Bucket list

Jessica Faircliff
11 min readOct 27, 2021

“You want to go without me?”

“Yes. Well I mean No. It would obviously be better if you could come. But I can definitely do it without you.”

“You want to drive all the way up to Inhambane without me?”

“Babe, I am perfectly capable. We will be fine. I have been wanting to get up there for twenty years, and these kinds of opportunities don’t come around too often. Dave and Kirst will look after us and the kids will have such fun with theirs.”

He just looked at me. Fuming.

“So can I take the Cruiser?” I asked, cheekily.

“You don’t even have a valid driver’s license.”

“I have found some guy who is collecting it for me today. It is arriving at 3pm.”

“And COVID?”

“We have to go for tests this afternoon. We get our results tomorrow and we leave 5am Friday.”

“That is two days time.” He looked forlornly at his computer. Admittedly it was all a bit rushed. The schools had shut a week early for the winter holidays thanks to COVID and we had received a last-minute invite from friends with shares in a house in the Inhambane province on the Monday to leave on Friday for two weeks. Matt had declared it impossible straight away. I, on the other hand, was quite determined to go. This was Wednesday and I had been scheming for two days.

“Well, then you force my hand. I will have to come with.”

“What are you going to tell work?”

“That I am driving 14 hours up the coast on Friday and setting up office in Inhambane for two weeks I suppose. I hope that old modem still works.”

The COVID tests were negative, the border was empty.

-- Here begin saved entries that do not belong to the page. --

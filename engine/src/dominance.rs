//! Approximate first-order stochastic dominance between reward distributions.

use crate::distribution::DiscreteDistribution;
use crate::reward::RewardDistribution;

/// Slack allowed when comparing cumulative masses.
pub const DOMINANCE_TOLERANCE: f64 = 1e-6;

/// Whether `r1` strongly dominates `r2`.
///
/// Equal distributions never dominate each other. Otherwise the union of both
/// supports is scanned in ascending order while tracking, per side, the mass
/// covered so far and the last outcome seen on that side. Dominance fails as
/// soon as `r1`'s last outcome is below `r2`'s or `r1`'s covered mass exceeds
/// `r2`'s by more than [`DOMINANCE_TOLERANCE`].
pub fn is_strongly_dominating(r1: &RewardDistribution, r2: &RewardDistribution) -> bool {
    if r1 == r2 {
        return false;
    }
    let (s1, s2) = (r1.support(), r2.support());
    let (mut i, mut j) = (0usize, 0usize);
    let mut last1 = r1.support_min();
    let mut last2 = r2.support_min();
    let mut covered1 = 0.0_f64;
    let mut covered2 = 0.0_f64;

    while i < s1.len() || j < s2.len() {
        let next = match (s1.get(i), s2.get(j)) {
            (Some(a), Some(b)) => a.0.min(b.0),
            (Some(a), None) => a.0,
            (None, Some(b)) => b.0,
            (None, None) => break,
        };
        if let Some(&(x, p)) = s1.get(i).filter(|(x, _)| *x == next) {
            covered1 += p;
            last1 = x;
            i += 1;
        }
        if let Some(&(x, p)) = s2.get(j).filter(|(x, _)| *x == next) {
            covered2 += p;
            last2 = x;
            j += 1;
        }
        if last1 < last2 {
            return false;
        }
        if covered1 > covered2 + DOMINANCE_TOLERANCE {
            return false;
        }
    }
    true
}

/// Members of `candidates` not strongly dominated by any other member.
///
/// Input order is preserved; equal candidates are kept once.
pub fn non_dominated(candidates: Vec<RewardDistribution>) -> Vec<RewardDistribution> {
    let distinct = crate::merge::dedup_preserving_order(candidates);
    distinct
        .iter()
        .filter(|c| !distinct.iter().any(|other| is_strongly_dominating(other, c)))
        .cloned()
        .collect()
}
//! Upper-tail truncation and reward-perception alterers
//!
//! A risk-averse observer discounts the most favourable outcomes: the top
//! `proba_removed` of the probability mass is discarded and the remainder is
//! renormalized, giving the conditional distribution of the lower quantile.

use crate::accuracy::AccuracyParameters;
use crate::distribution::DiscreteDistribution;
use crate::error::{EngineError, Result};
use crate::reward::RewardDistribution;

/// Conditional distribution of the lower `1 - proba_removed` quantile.
///
/// Outcomes are scanned in ascending order; the outcome that crosses the
/// retained mass is clipped to reach it exactly and every larger outcome is
/// discarded. `proba_removed` must lie in `[0, 1)`.
pub fn truncate_upper_tail(
    distribution: &RewardDistribution,
    proba_removed: f64,
    params: &AccuracyParameters,
) -> Result<RewardDistribution> {
    if !(0.0..1.0).contains(&proba_removed) {
        return Err(EngineError::InvalidSkew(proba_removed));
    }
    let to_preserve = 1.0 - proba_removed;
    let scaling = 1.0 / to_preserve;

    let mut covered = 0.0;
    let mut retained = Vec::with_capacity(distribution.len());
    for &(reward, probability) in distribution.support() {
        let over = probability + covered > to_preserve;
        let kept = if over { to_preserve - covered } else { probability };
        covered += kept;
        retained.push((reward, kept * scaling));
        if over {
            break;
        }
    }
    RewardDistribution::from_pairs(retained, params)
}

/// How a reward distribution is perceived when actions are compared.
///
/// Alterations apply once to the final cumulative distribution, never per step.
pub trait RewardAlterer: Send + Sync {
    fn altered(&self, distribution: &RewardDistribution) -> Result<RewardDistribution>;
}

/// Perceives distributions as they are.
#[derive(Debug, Clone, Copy, Default)]
pub struct NoAlteration;

impl RewardAlterer for NoAlteration {
    fn altered(&self, distribution: &RewardDistribution) -> Result<RewardDistribution> {
        Ok(distribution.clone())
    }
}

/// Perceives distributions with their best `proba_removed` mass discarded.
#[derive(Debug, Clone, Copy)]
pub struct UpperTailTruncation {
    proba_removed: f64,
    params: AccuracyParameters,
}

impl UpperTailTruncation {
    pub fn new(proba_removed: f64, params: AccuracyParameters) -> Result<Self> {
        if !(0.0..1.0).contains(&proba_removed) {
            return Err(EngineError::InvalidSkew(proba_removed));
        }
        Ok(UpperTailTruncation { proba_removed, params })
    }

    pub fn proba_removed(&self) -> f64 {
        self.proba_removed
    }
}

impl RewardAlterer for UpperTailTruncation {
    fn altered(&self, distribution: &RewardDistribution) -> Result<RewardDistribution> {
        truncate_upper_tail(distribution, self.proba_removed, &self.params)
    }
}

/// Alterer selected by a skew fraction: `0.0` keeps perception unchanged.
pub fn alterer_for_skew(skew: f64, params: AccuracyParameters) -> Result<Box<dyn RewardAlterer>> {
    if skew == 0.0 {
        Ok(Box::new(NoAlteration))
    } else {
        Ok(Box::new(UpperTailTruncation::new(skew, params)?))
    }
}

The Chinese road that Mozambique paid for in fish and hard wood, curved python like through the flat grassland. We crossed the Rio Future, a shallow depression filled with papyrus, then the Rio Maputo, a wide river supporting, at that point, the village of Salamanga.

A shock of a cement factory rose up on the side of the road amidst mine dumps of yellow sand. A Massive steel structure supporting pipes flanked by aircraft hangers full of product sat squarely in the middle. Hanzi on the walls. The tolls took Rands and returned Meticais. After nearly two years of lockdown the feeling of freedom and adventure was a tonic.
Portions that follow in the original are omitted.